Both versions will feature WQXGA 2,560 x 1,600 pixel displays in a 16:10 aspect ratio. This is the second time that Samsung is using a Super Amoled display on a tablet device.
An Amoled screen offers higher contrast ratios and Samsung says the screen will be able to handle more colours than before, about 90 per cent of Adobe RGB colour coverage.
Its 100,000:1 contrast ratio will also provide deeper blacks, creating more realistic images. The screen will have an Adaptive Display setting that detects the type of content on screen, such as photos and videos.
A feature for Samsung tablets and Galaxy smartphones, SideSync allows owners to link both devices using Wi-Fi Direct, such that the tablet's screen will mirror the phone's display.
This will allow a user to control his smartphone with his tablet. That is, he will be able to answer e-mail and WhatsApp messages, drag and drop files from one device to the other and make and answer phone calls from the tablet.

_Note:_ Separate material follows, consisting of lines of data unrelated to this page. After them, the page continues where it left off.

use std::collections::BTreeSet;
use std::time::Duration;

use async_trait::async_trait;
use log::{debug, info};
use reqwest::Client;
use serde::{Deserialize, Serialize};

use crate::errors::ProviderError;
use crate::language_utils;
use crate::providers::{RetryPolicy, endpoint_url, send_with_retry};
use crate::translation::TranslationEngine;

/// Default Ollama endpoint
pub const DEFAULT_ENDPOINT: &str = "http://localhost:11434";

/// Default system prompt; `{source_language}` and `{target_language}` are replaced by language names
pub const DEFAULT_SYSTEM_PROMPT: &str = "You are a professional subtitle translator. Translate the user's text from {source_language} to {target_language}. Keep line breaks. Reply with the translation only, without notes or quotes.";

// Languages listed by `supported_languages`; pair support accepts any known ISO code
const ADVERTISED_LANGUAGES: &[&str] = &[
    "ar", "cs", "da", "de", "el", "en", "es", "fa", "fi", "fr", "he", "hi", "hu", "id", "it", "ja",
    "ko", "ms", "nl", "no", "pl", "pt", "ro", "ru", "sv", "th", "tl", "tr", "uk", "vi", "zh",
];

/// Generate request for the Ollama API
#[derive(Debug, Serialize, Deserialize)]
pub struct GenerationRequest {
    /// Model name to use for generation
    model: String,
    /// Prompt to generate from
    prompt: String,
    /// System message to guide the model
    #[serde(skip_serializing_if = "Option::is_none")]
    system: Option<String>,
    /// Additional model parameters
    #[serde(skip_serializing_if = "Option::is_none")]
    options: Option<GenerationOptions>,
    /// Whether to stream the response
    #[serde(skip_serializing_if = "Option::is_none")]
    stream: Option<bool>,
}

/// Generation options for the Ollama API
#[derive(Debug, Default, Serialize, Deserialize)]
pub struct GenerationOptions {
    /// Temperature for generation (default: 0.8)
    #[serde(skip_serializing_if = "Option::is_none")]
    temperature: Option<f32>,
}

/// Generation response from the Ollama API
#[derive(Debug, Serialize, Deserialize)]
pub struct GenerationResponse {
    /// Model name
    pub model: String,
    /// Generated text
    pub response: String,
    /// Whether the generation is complete
    #[serde(default)]
    pub done: bool,
}

/// Installed model, as listed by `/api/tags`
#[derive(Debug, Clone, Deserialize)]
pub struct ModelTag {
    pub name: String,
}

#[derive(Debug, Deserialize)]
struct TagsResponse {
    #[serde(default)]
    models: Vec<ModelTag>,
}

impl GenerationRequest {
    /// Create a new non-streaming generation request
    pub fn new(model: impl Into<String>, prompt: impl Into<String>) -> Self {
        Self {
            model: model.into(),
            prompt: prompt.into(),
            system: None,
            options: None,
            stream: Some(false),
        }
    }

    /// Set the system prompt
    pub fn system(mut self, system: impl Into<String>) -> Self {
        self.system = Some(system.into());
        self
    }

    /// Set the temperature
    pub fn temperature(mut self, temperature: f32) -> Self {
        self.options.get_or_insert_with(GenerationOptions::default).temperature = Some(temperature);
        self
    }
}

/// Ollama translation engine
#[derive(Debug)]
pub struct OllamaEngine {
    /// Base URL of the Ollama API
    base_url: String,
    /// Model used for translation
    model: String,
    /// System prompt template
    system_prompt: String,
    temperature: f32,
    client: Client,
    retry: RetryPolicy,
}

impl OllamaEngine {
    pub fn new(
        base_url: impl Into<String>,
        model: impl Into<String>,
        timeout_secs: u64,
        retry: RetryPolicy,
    ) -> Self {
        let base_url = base_url.into();
        let base_url = if base_url.trim().is_empty() { DEFAULT_ENDPOINT.to_string() } else { base_url };

        Self {
            base_url,
            model: model.into(),
            system_prompt: DEFAULT_SYSTEM_PROMPT.to_string(),
            temperature: 0.3,
            client: Client::builder()
                .timeout(Duration::from_secs(timeout_secs))
                // Ollama uses HTTP/1.1
                .http1_only()
                .pool_idle_timeout(Duration::from_secs(90))
                .build()
                .unwrap_or_default(),
            retry,
        }
    }

    /// Replace the system prompt template
    pub fn with_system_prompt(mut self, prompt: impl Into<String>) -> Self {
        let prompt = prompt.into();
        if !prompt.trim().is_empty() {
            self.system_prompt = prompt;
        }
        self
    }

    pub fn with_temperature(mut self, temperature: f32) -> Self {
        self.temperature = temperature;
        self
    }

    /// System prompt for a language pair
    pub fn render_system_prompt(&self, source_language: &str, target_language: &str) -> String {
        let name = |code: &str| language_utils::get_language_name(code).unwrap_or_else(|| code.to_string());
        self.system_prompt
            .replace("{source_language}", &name(source_language))
            .replace("{target_language}", &name(target_language))
    }

    /// Models installed on the server
    pub async fn list_models(&self) -> Result<Vec<ModelTag>, ProviderError> {
        let url = endpoint_url(&self.base_url, "api/tags");
        let response = send_with_retry("Ollama", self.retry, || self.client.get(&url)).await?;
        let tags: TagsResponse = response
            .json()
            .await
            .map_err(|e| ProviderError::ParseError(format!("Ollama /api/tags: {}", e)))?;
        Ok(tags.models)
    }

    /// Generate text from the Ollama API with retry logic
    pub async fn generate(&self, request: GenerationRequest) -> Result<GenerationResponse, ProviderError> {
        let url = endpoint_url(&self.base_url, "api/generate");
        let response = send_with_retry("Ollama", self.retry, || self.client.post(&url).json(&request)).await?;
        response
            .json()
            .await
            .map_err(|e| ProviderError::ParseError(format!("Ollama /api/generate: {}", e)))
    }
}

/// Whether `model` is among the installed `models`; a missing tag means `latest`
pub fn model_installed(models: &[ModelTag], model: &str) -> bool {
    let wanted = if model.contains(':') { model.to_string() } else { format!("{}:latest", model) };
    models.iter().any(|tag| tag.name == model || tag.name == wanted)
}

#[async_trait]
impl TranslationEngine for OllamaEngine {
    fn name(&self) -> &str {
        "ollama"
    }

    async fn supported_languages(&self) -> Result<BTreeSet<String>, ProviderError> {
        Ok(ADVERTISED_LANGUAGES.iter().map(|code| code.to_string()).collect())
    }

    async fn is_pair_supported(&self, source_language: &str, target_language: &str) -> Result<bool, ProviderError> {
        Ok(language_utils::is_known_language(source_language)
            && language_utils::is_known_language(target_language)
            && !language_utils::language_codes_match(source_language, target_language))
    }

    async fn prepare(&self, _source_language: &str, _target_language: &str) -> Result<(), ProviderError> {
        let models = self.list_models().await?;
        if !model_installed(&models, &self.model) {
            return Err(ProviderError::ModelUnavailable(format!(
                "{} is not installed on {} (run `ollama pull {}`)",
                self.model, self.base_url, self.model
            )));
        }
        info!("Using Ollama model {}", self.model);
        Ok(())
    }

    async fn translate_text(
        &self,
        text: &str,
        source_language: &str,
        target_language: &str,
    ) -> Result<String, ProviderError> {
        let request = GenerationRequest::new(&self.model, text)
            .system(self.render_system_prompt(source_language, target_language))
            .temperature(self.temperature);

        let response = self.generate(request).await?;
        debug!("Ollama {} produced {} chars", response.model, response.response.len());
        Ok(response.response.trim().to_string())
    }
}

While several smartphone makers have started to add fingerprint sensors to their phones, none has put such a biometric sensor on a globally available tablet until now.
These sensors, such as the one on Samsung's Galaxy S5, allow users to access or lock a tablet, and even make secure payments with online payment services, such as PayPal, using a biometric sensor.
The 8.4-inch version comes with a 4,900 mAh battery, while the larger one has a 7,900 mAh battery.
The Super Amoled screen draws less power than other screen displays and both tablets also offer the same Ultra Power Saving mode as the Galaxy S5.
This lets the tablet keep on working but limits features as screen brightness, and disables connectivity, to extend battery life.